■ EXERCISE REQUIREMENTS ■
Take every line from the entries below that includes the word "Option" and copy it.

### DATA RECORDS

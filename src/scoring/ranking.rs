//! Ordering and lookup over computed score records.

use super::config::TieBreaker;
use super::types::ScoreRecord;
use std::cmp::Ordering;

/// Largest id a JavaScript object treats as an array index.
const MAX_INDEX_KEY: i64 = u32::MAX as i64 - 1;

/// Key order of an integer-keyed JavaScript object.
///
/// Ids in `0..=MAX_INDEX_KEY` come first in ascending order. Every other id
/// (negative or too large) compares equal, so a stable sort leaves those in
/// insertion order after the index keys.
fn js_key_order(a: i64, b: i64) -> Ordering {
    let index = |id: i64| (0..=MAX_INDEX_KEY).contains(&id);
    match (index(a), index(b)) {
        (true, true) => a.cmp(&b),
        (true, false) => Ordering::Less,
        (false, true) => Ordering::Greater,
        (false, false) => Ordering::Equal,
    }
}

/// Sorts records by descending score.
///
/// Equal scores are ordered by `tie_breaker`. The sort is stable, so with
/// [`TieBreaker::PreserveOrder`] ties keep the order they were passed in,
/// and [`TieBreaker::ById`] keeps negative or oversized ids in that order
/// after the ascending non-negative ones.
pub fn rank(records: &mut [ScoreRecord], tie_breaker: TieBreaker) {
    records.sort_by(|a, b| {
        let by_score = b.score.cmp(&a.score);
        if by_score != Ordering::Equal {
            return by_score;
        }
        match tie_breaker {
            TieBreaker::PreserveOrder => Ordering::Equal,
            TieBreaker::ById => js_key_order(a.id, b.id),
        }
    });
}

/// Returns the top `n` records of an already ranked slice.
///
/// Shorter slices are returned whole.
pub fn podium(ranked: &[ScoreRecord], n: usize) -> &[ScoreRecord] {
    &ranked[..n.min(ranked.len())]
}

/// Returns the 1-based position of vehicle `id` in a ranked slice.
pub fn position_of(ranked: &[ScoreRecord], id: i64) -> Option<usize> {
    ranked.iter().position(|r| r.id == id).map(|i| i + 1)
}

######
### DATA RECORDS

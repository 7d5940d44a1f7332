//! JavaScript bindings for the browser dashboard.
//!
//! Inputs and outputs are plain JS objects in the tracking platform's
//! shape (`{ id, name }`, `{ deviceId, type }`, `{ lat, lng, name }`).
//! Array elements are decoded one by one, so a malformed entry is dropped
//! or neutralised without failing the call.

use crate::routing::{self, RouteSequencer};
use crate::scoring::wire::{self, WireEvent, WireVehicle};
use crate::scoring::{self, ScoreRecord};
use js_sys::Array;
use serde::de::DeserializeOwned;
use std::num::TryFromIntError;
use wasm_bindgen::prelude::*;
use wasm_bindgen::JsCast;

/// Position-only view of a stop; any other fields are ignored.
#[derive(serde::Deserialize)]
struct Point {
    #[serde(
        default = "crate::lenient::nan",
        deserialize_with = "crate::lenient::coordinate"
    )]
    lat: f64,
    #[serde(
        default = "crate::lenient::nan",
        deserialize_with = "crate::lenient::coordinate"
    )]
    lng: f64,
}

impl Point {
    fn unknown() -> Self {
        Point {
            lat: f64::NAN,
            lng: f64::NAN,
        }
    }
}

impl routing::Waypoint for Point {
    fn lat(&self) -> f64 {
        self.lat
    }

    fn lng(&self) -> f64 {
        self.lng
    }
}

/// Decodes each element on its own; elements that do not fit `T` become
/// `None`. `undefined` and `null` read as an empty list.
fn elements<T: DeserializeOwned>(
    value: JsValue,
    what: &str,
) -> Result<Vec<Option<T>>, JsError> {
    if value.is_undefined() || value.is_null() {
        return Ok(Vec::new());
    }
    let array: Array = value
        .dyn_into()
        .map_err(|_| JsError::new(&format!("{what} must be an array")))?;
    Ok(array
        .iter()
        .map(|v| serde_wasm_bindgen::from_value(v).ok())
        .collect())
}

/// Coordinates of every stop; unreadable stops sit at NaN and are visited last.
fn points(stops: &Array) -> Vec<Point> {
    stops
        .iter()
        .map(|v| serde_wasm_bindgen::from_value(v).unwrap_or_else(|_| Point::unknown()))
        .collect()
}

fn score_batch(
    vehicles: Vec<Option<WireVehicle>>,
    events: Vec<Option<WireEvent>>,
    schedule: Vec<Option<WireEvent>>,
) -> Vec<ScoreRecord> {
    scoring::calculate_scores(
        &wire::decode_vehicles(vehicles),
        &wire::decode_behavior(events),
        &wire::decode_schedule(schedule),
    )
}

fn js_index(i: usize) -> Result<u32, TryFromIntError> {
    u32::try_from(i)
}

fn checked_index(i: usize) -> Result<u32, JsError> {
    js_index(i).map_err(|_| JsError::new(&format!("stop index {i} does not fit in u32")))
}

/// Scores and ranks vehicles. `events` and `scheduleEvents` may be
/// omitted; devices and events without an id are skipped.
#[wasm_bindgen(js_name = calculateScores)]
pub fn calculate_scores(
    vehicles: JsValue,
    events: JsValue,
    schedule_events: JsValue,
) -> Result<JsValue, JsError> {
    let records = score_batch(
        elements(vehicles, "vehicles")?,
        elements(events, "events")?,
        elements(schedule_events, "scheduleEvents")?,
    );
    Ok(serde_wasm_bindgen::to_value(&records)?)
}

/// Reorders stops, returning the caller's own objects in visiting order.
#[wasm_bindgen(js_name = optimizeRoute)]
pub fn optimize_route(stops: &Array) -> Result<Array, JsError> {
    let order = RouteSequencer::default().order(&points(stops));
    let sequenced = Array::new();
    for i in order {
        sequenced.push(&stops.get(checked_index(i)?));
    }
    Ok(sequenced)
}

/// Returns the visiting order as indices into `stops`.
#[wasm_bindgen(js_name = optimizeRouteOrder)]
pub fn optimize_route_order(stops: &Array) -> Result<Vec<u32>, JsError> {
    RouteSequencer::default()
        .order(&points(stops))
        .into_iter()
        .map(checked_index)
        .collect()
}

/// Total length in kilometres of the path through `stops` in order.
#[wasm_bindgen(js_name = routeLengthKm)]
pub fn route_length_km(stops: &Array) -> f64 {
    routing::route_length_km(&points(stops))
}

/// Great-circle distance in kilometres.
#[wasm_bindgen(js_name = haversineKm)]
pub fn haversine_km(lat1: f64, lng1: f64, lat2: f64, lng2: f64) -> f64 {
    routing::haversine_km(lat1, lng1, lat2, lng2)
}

######

■ ANSWER TO THIS PROBLEM ■
pub fn position_of(ranked: &[ScoreRecord], id: i64) -> Option<usize> {
) -> Result<Vec<Option<T>>, JsError> {
    vehicles: Vec<Option<WireVehicle>>,
    events: Vec<Option<WireEvent>>,
    schedule: Vec<Option<WireEvent>>,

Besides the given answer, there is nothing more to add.